CAPITULO 5 — EL HEREDERO DE LA CASA STERLING

Daniel Cross vivía en una casa pequeña junto al río, lejos de las mansiones que había ayudado a proteger.

La puerta estaba pintada de verde oscuro. En el porche había una silla de madera, dos plantas secas y un buzón torcido. No parecía la casa de un hombre que sabía secretos de familias ricas.

Tal vez por eso seguía vivo.

Adrian llegó con Clara, Mateo y Mara poco antes del anochecer. Habían salido por la puerta trasera de la propiedad mientras el salón blanco seguía lleno de invitados retenidos con champaña y excusas.

Mateo dormía en el asiento trasero.

Clara no le soltaba la mano.

Daniel Cross abrió antes de que tocaran por segunda vez. Tenía setenta y tantos años, barba blanca, camisa arrugada y ojos que no parecían sorprendidos.

—Tardaste, Adrian.

Adrian sostuvo la carpeta médica.

—Eso dicen todos hoy.

Daniel los dejó entrar.

La sala olía a libros, café viejo y madera húmeda. Había cajas de archivos junto a las paredes. En una mesa pequeña, una fotografía mostraba a Daniel joven junto al padre de Adrian.

Clara no se sentó hasta que Mateo despertó y se acomodó contra ella.

Daniel lo miró.

No preguntó quién era.

—Se parece a los Whitmore en la frente —dijo.

Clara tensó la mandíbula.

—Se parece a sí mismo.

Daniel inclinó la cabeza.

—Tiene razón.

Adrian puso la carpeta sobre la mesa.

—Necesito saber qué hicieron.

Daniel no fingió no entender.

—Tu padre dejó un fideicomiso. Control total de la participación Whitmore pasaba a ti al cumplir treinta y seis años, siempre que existiera un heredero biológico reconocido. Si no, Margaret conservaba control administrativo hasta su muerte.

Adrian miró a Mateo.

—Cumplo treinta y seis en cuatro meses.

—Sí.

Mara murmuró algo que no terminó.

Daniel siguió.

—Margaret no soportaba la idea de perder control. Victor Sterling no soportaba la idea de que Evelyn quedara fuera de una alianza que había planeado desde que ustedes eran adolescentes.
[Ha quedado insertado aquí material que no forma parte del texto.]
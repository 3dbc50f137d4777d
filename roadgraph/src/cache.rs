//! Memoized search results.

use crate::Identifier;
use serde::{Deserialize, Serialize};
use std::collections::HashMap;
use std::fmt;

/// Search algorithm that produced a cached path
#[derive(Copy, Clone, Debug, PartialEq, Eq, Hash, Serialize, Deserialize)]
#[serde(rename_all = "snake_case")]
pub enum Algorithm {
  Bfs,
  Dijkstra,
  AStar,
}

impl fmt::Display for Algorithm {
  fn fmt(&self, f: &mut fmt::Formatter<'_>) -> fmt::Result {
    let name = match self {
      Algorithm::Bfs => "bfs",
      Algorithm::Dijkstra => "dijkstra",
      Algorithm::AStar => "a_star",
    };
    f.write_str(name)
  }
}

#[derive(Copy, Clone, Debug, PartialEq, Eq, Hash)]
pub struct CacheKey<P: Identifier> {
  pub algorithm: Algorithm,
  pub start: P,
  pub goal: P,
}

impl<P: Identifier> CacheKey<P> {
  pub fn new(algorithm: Algorithm, start: P, goal: P) -> Self {
    CacheKey {
      algorithm,
      start,
      goal,
    }
  }
}

/// Paths found so far, one per `(algorithm, start, goal)`.
///
/// Entries live as long as the cache: there is no eviction, no size bound and no invalidation
/// when the graph changes afterwards.
#[derive(Clone, Debug)]
pub struct PathCache<P: Identifier> {
  paths: HashMap<CacheKey<P>, Vec<P>>,
}

impl<P: Identifier> PathCache<P> {
  pub fn new() -> Self {
    PathCache {
      paths: HashMap::new(),
    }
  }

  /// `None` if the query was never stored. A stored empty path is returned as `Some(&[])`.
  pub fn get(&self, key: &CacheKey<P>) -> Option<&[P]> {
    self.paths.get(key).map(|path| path.as_slice())
  }

  pub fn insert(&mut self, key: CacheKey<P>, path: Vec<P>) {
    self.paths.insert(key, path);
  }

  pub fn len(&self) -> usize {
    self.paths.len()
  }

  pub fn is_empty(&self) -> bool {
    self.paths.is_empty()
  }
}

impl<P: Identifier> Default for PathCache<P> {
  fn default() -> Self {
    PathCache::new()
  }
}
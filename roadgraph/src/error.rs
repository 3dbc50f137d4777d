//! Error type shared by graph construction, configuration and queries.

use std::fmt::Debug;
use thiserror::Error;

/// Failures reported by the graph.
///
/// A search that exhausts its frontier is not an error: it yields `Ok(None)`.
#[derive(Debug, Clone, PartialEq, Error)]
pub enum GraphError {
  /// An edge endpoint or a query endpoint was never added as a vertex.
  #[error("vertex {0} is not present in the graph")]
  UnknownVertex(String),

  /// Edge lengths are physical distances and must be finite and non-negative.
  #[error("edge length must be finite and non-negative, got {0}")]
  InvalidLength(f64),

  /// A tour cannot leave a vertex without outgoing edges.
  #[error("vertex {0} has no outgoing edges")]
  NoOutgoingEdges(String),

  #[error("speed for road type '{road_type}' must be finite and positive, got {speed}")]
  InvalidSpeed { road_type: String, speed: f64 },
}

impl GraphError {
  pub(crate) fn unknown_vertex<P: Debug>(point: &P) -> Self {
    GraphError::UnknownVertex(format!("{:?}", point))
  }

  pub(crate) fn no_outgoing_edges<P: Debug>(point: &P) -> Self {
    GraphError::NoOutgoingEdges(format!("{:?}", point))
  }
}
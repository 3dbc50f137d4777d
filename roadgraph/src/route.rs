//! Route finding algorithms.
//!
//! These functions do not touch any cache. All scratch state is allocated per call, so several
//! queries can run at the same time against one shared graph.
//!
//! `visit` is called synchronously, exactly once for every node the search processes, in
//! processing order. It only observes the search and has no effect on the result.

use crate::search_space::SearchSpace;
use crate::{Heuristic, Identifier, IntoNeighbors, IntoWeightedNeighbors};
use std::collections::{HashMap, HashSet, VecDeque};
use tracing::{debug, trace};

#[derive(Clone, Debug, PartialEq)]
pub struct Route<N: Identifier> {
  /// Travel cost of the route. For [`bfs`] this is the number of edges.
  pub cost: f64,
  /// Nodes from the origin to the destination, both included.
  pub ids: Vec<N>,
}

/// Breadth-first search: route with the fewest edges.
///
/// A node gets its parent when it is discovered, and is never enqueued twice.
pub fn bfs<G, V>(graph: G, start: G::NodeId, goal: G::NodeId, mut visit: V) -> Option<Route<G::NodeId>>
where
  G: Copy + IntoNeighbors,
  V: FnMut(G::NodeId),
{
  let mut queue = VecDeque::new();
  let mut discovered = HashSet::new();
  let mut parents: HashMap<G::NodeId, G::NodeId> = HashMap::new();

  queue.push_back(start);
  discovered.insert(start);

  while let Some(id) = queue.pop_front() {
    trace!(node = ?id, "bfs visiting");
    visit(id);

    if id == goal {
      let mut ids = vec![goal];
      let mut current = goal;
      while let Some(parent) = parents.get(&current) {
        ids.push(*parent);
        current = *parent;
      }
      // Need to reverse the list to get elements in the routing order
      ids.reverse();
      debug!(visited = discovered.len(), "bfs reached goal");
      return Some(Route {
        cost: (ids.len() - 1) as f64,
        ids,
      });
    }

    for target_id in graph.neighbors(id) {
      if discovered.insert(target_id) {
        parents.insert(target_id, id);
        queue.push_back(target_id);
      }
    }
  }

  debug!(visited = discovered.len(), "bfs exhausted the frontier");
  None
}

/// Dijkstra search over edge travel times.
pub fn dijkstra<G, V>(graph: G, start: G::NodeId, goal: G::NodeId, visit: V) -> Option<Route<G::NodeId>>
where
  G: Copy + IntoWeightedNeighbors,
  V: FnMut(G::NodeId),
{
  shortest_route(graph, start, goal, visit, |_| 0.0)
}

/// A* search: Dijkstra with the frontier ordered by distance plus [`Heuristic::estimate`]
/// towards `goal`.
pub fn a_star<G, V>(graph: G, start: G::NodeId, goal: G::NodeId, visit: V) -> Option<Route<G::NodeId>>
where
  G: Copy + IntoWeightedNeighbors + Heuristic,
  V: FnMut(G::NodeId),
{
  shortest_route(graph, start, goal, visit, |id| graph.estimate(id, goal))
}

fn shortest_route<G, V, H>(
  graph: G,
  start: G::NodeId,
  goal: G::NodeId,
  mut visit: V,
  estimate: H,
) -> Option<Route<G::NodeId>>
where
  G: Copy + IntoWeightedNeighbors,
  V: FnMut(G::NodeId),
  H: Fn(G::NodeId) -> f64,
{
  let mut search_space = SearchSpace::new();
  search_space.init_with_estimate(start, estimate(start));

  while let Some((id, distance)) = search_space.settle_next() {
    let remaining = search_space.label(id).map_or(0.0, |label| label.estimate);
    trace!(node = ?id, distance, remaining, "settled");
    visit(id);

    if id == goal {
      debug!(settled = search_space.num_settled(), cost = distance, "reached goal");
      let mut ids = search_space.unwind(goal);
      ids.reverse();
      return Some(Route { cost: distance, ids });
    }

    search_space.relax(graph, id, distance, &estimate);
  }

  debug!(settled = search_space.num_settled(), "frontier exhausted");
  None
}

/// Dijkstra search from `start` that stops once every reachable node of `targets` is settled.
///
/// Returns the fastest route to each reachable target; unreachable targets are missing from the
/// result.
pub fn one_to_many<G, V>(
  graph: G,
  start: G::NodeId,
  targets: &[G::NodeId],
  mut visit: V,
) -> HashMap<G::NodeId, Route<G::NodeId>>
where
  G: Copy + IntoWeightedNeighbors,
  V: FnMut(G::NodeId),
{
  let mut remaining: HashSet<G::NodeId> = targets.iter().copied().collect();
  let mut routes = HashMap::new();

  let mut search_space = SearchSpace::new();
  search_space.init(start);

  while !remaining.is_empty() {
    let (id, distance) = match search_space.settle_next() {
      Some(settled) => settled,
      None => break,
    };
    visit(id);

    if remaining.remove(&id) {
      let mut ids = search_space.unwind(id);
      ids.reverse();
      routes.insert(id, Route { cost: distance, ids });
    }

    search_space.relax(graph, id, distance, |_| 0.0);
  }

  debug!(
    settled = search_space.num_settled(),
    reached = routes.len(),
    missing = remaining.len(),
    "one-to-many search done"
  );
  routes
}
Clara apretó la mano de Mateo.

—Entonces usaron a mi hijo.

Daniel cerró los ojos.

—Sí.

Adrian dio un paso hacia la ventana.

No gritó.

Eso preocupó a Clara más que un grito.

—¿Y yo? —preguntó él—. ¿También fui usado?

Daniel respondió despacio.

—Fuiste herido. Luego fuiste manejado.

—Qué palabra tan limpia.

—No tengo una sucia que alcance.

Clara miró a Daniel.

—Usted sabía que mi bebé estaba vivo.

Él sostuvo su mirada.

—No al principio. Supe que había un niño cuando Margaret me pidió revisar el fideicomiso. Para entonces el niño ya estaba bajo tutela de una fundación privada vinculada a los Sterling.

—¿Y no hizo nada?

Daniel tragó saliva.

—Intenté ubicarla. Su dirección ya no existía. El hospital no respondía. Después me amenazaron con acusarme de alterar documentos antiguos de tu padre, Adrian.

Mara cruzó los brazos.

—Los hombres siempre encuentran una amenaza que explique su silencio.

Daniel aceptó el golpe.

—Sí.

Mateo levantó la cara.

—¿Me van a mandar lejos?

Nadie habló por un segundo.

Clara se arrodilló frente a él.

—No si puedo respirar.

—Evelyn dijo que después de la boda iba a haber una casa nueva. Que tú no podías ir.

Adrian se volvió.

—¿Te dijo eso?

Mateo asintió.

—Dijo que si decía Mateo, Greta se quedaba sin trabajo.

Mara cerró los ojos.

—Por eso Greta lo persiguió.

Daniel sacó otra carpeta de una caja.

—La boda tenía función legal. No solo social. Después de los votos, Evelyn iba a firmar una petición de adopción como cónyuge de Adrian. La presencia pública del niño como parte de la familia Sterling ayudaba a mostrar continuidad.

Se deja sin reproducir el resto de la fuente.